Officers supervise, or monitor, all offenders conditionally released to the community by the federal courts, the U.S. Parole Commission, and military authorities. Community supervision gives officers the means to carry out the court's sentence and to address public safety and offender rehabilitation goals.
Supervision begins with assessing the offender, identifying potential supervision problems, and making a supervision plan. The officer assesses the potential risk the offender poses, which affects the amount of personal contact the officer has with the offender. The supervision plan addresses the offender's problems and how to resolve them. Problems are any circumstances that limit the offender's ability or desire to complete supervision successfully.
In supervising offenders, officers hold weighty public safety responsibilities. They use risk control techniques designed to detect and deter criminal behavior. Such techniques include verifying offenders' employment and income sources, monitoring their associates, restricting their travel, and requiring them to undergo correctional treatment.
Correctional treatment is key to controlling the risk offenders may pose and to helping them change behavior that contributes to criminality. Correctional treatment encompasses many services, including drug or alcohol treatment, mental health treatment, educational or vocational training, medical care, and employment assistance. The officer's job is to locate and use community resources to address offender needs in these areas or to arrange for services.
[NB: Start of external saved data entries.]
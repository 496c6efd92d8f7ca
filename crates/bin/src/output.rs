//! Output formatting helpers for human-readable and JSON output.

/// Output format selection
#[derive(Debug, Clone, Copy, PartialEq, Eq)]
pub enum OutputFormat {
    Human,
    Json,
}

impl OutputFormat {
    pub fn from_json_flag(json: bool) -> Self {
        if json {
            OutputFormat::Json
        } else {
            OutputFormat::Human
        }
    }
}

/// Print `key: value` pairs with the values aligned.
pub fn print_fields(fields: &[(&str, String)]) {
    let width = fields.iter().map(|(k, _)| k.len()).max().unwrap_or(0);
    for (key, value) in fields {
        println!("{:<width$}  {}", format!("{key}:"), value, width = width + 1);
    }
}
Officers periodically evaluate offenders' responses to supervision and revise supervision plans as necessary. Officers keep informed of the conduct and condition of offenders throughout supervision; help them improve, consistent with the court's order; and keep records of supervision activities. If necessary, officers ask the court to modify the conditions to provide for home confinement, financial disclosure, or other conditions to reduce risk. Offenders who do not comply with supervision conditions face sanctions ranging from reprimand to revocation proceedings. The most serious violations include violations for new criminal conduct, violations that compromise public safety, and absconding from supervision.
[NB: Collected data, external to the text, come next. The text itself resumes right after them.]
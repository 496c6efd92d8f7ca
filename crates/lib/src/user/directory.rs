//! In-memory user directory
//!
//! Holds [`User`] records keyed by id. The session store resolves a session's
//! owner through the [`UserLookup`] trait so a persistent directory can be
//! swapped in without touching session code.

use std::{collections::HashMap, sync::Arc};

use async_trait::async_trait;
use tokio::sync::RwLock;

use super::{User, UserError};
use crate::Result;

/// Look up users by id.
#[async_trait]
pub trait UserLookup: Send + Sync {
    /// Returns `Ok(None)` when no user has this id.
    async fn find_user(&self, id: &str) -> Result<Option<User>>;
}

/// Thread-safe in-memory user directory.
///
/// Cloning is cheap; clones share the same underlying map.
#[derive(Clone, Default)]
pub struct UserDirectory {
    users: Arc<RwLock<HashMap<String, User>>>,
}

impl UserDirectory {
    pub fn new() -> Self {
        Self::default()
    }

    /// Add a user.
    ///
    /// Usernames are unique across the directory; inserting a second user
    /// with the same username fails and leaves the directory unchanged.
    pub async fn insert(&self, user: User) -> Result<()> {
        if user.username.trim().is_empty() {
            return Err(UserError::InvalidUsername {
                username: user.username,
                reason: "username cannot be empty".to_string(),
            }
            .into());
        }

        let mut users = self.users.write().await;
        if users
            .values()
            .any(|u| u.username == user.username && u.id != user.id)
        {
            return Err(UserError::UsernameAlreadyExists {
                username: user.username,
            }
            .into());
        }

        tracing::debug!(user_id = %user.id, username = %user.username, "User registered");
        users.insert(user.id.clone(), user);
        Ok(())
    }

    pub async fn get(&self, id: &str) -> Option<User> {
        self.users.read().await.get(id).cloned()
    }

    pub async fn find_by_username(&self, username: &str) -> Option<User> {
        self.users
            .read()
            .await
            .values()
            .find(|u| u.username == username)
            .cloned()
    }

    /// Remove a user, returning the removed record.
    pub async fn remove(&self, id: &str) -> Result<User> {
        self.users.write().await.remove(id).ok_or_else(|| {
            UserError::UserNotFound {
                id: id.to_string(),
            }
            .into()
        })
    }

    pub async fn len(&self) -> usize {
        self.users.read().await.len()
    }

    pub async fn is_empty(&self) -> bool {
        self.users.read().await.is_empty()
    }
}

#[async_trait]
impl UserLookup for UserDirectory {
    async fn find_user(&self, id: &str) -> Result<Option<User>> {
        Ok(self.get(id).await)
    }
}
Some officers use special skills, work with particular caseloads, and take on specialized responsibilities to further investigation, supervision, and officer safety goals. Experience, on-the-job training, and training from outside sources prepare officers for specialist positions. For example, drug and alcohol treatment specialists closely supervise drug- or alcohol-dependent offenders, require them to undergo drug testing, and arrange for appropriate treatment such as detoxification or counseling. Mental health treatment, home confinement, community service, sentencing guidelines, financial investigation, employment, and firearms are some other specialty areas.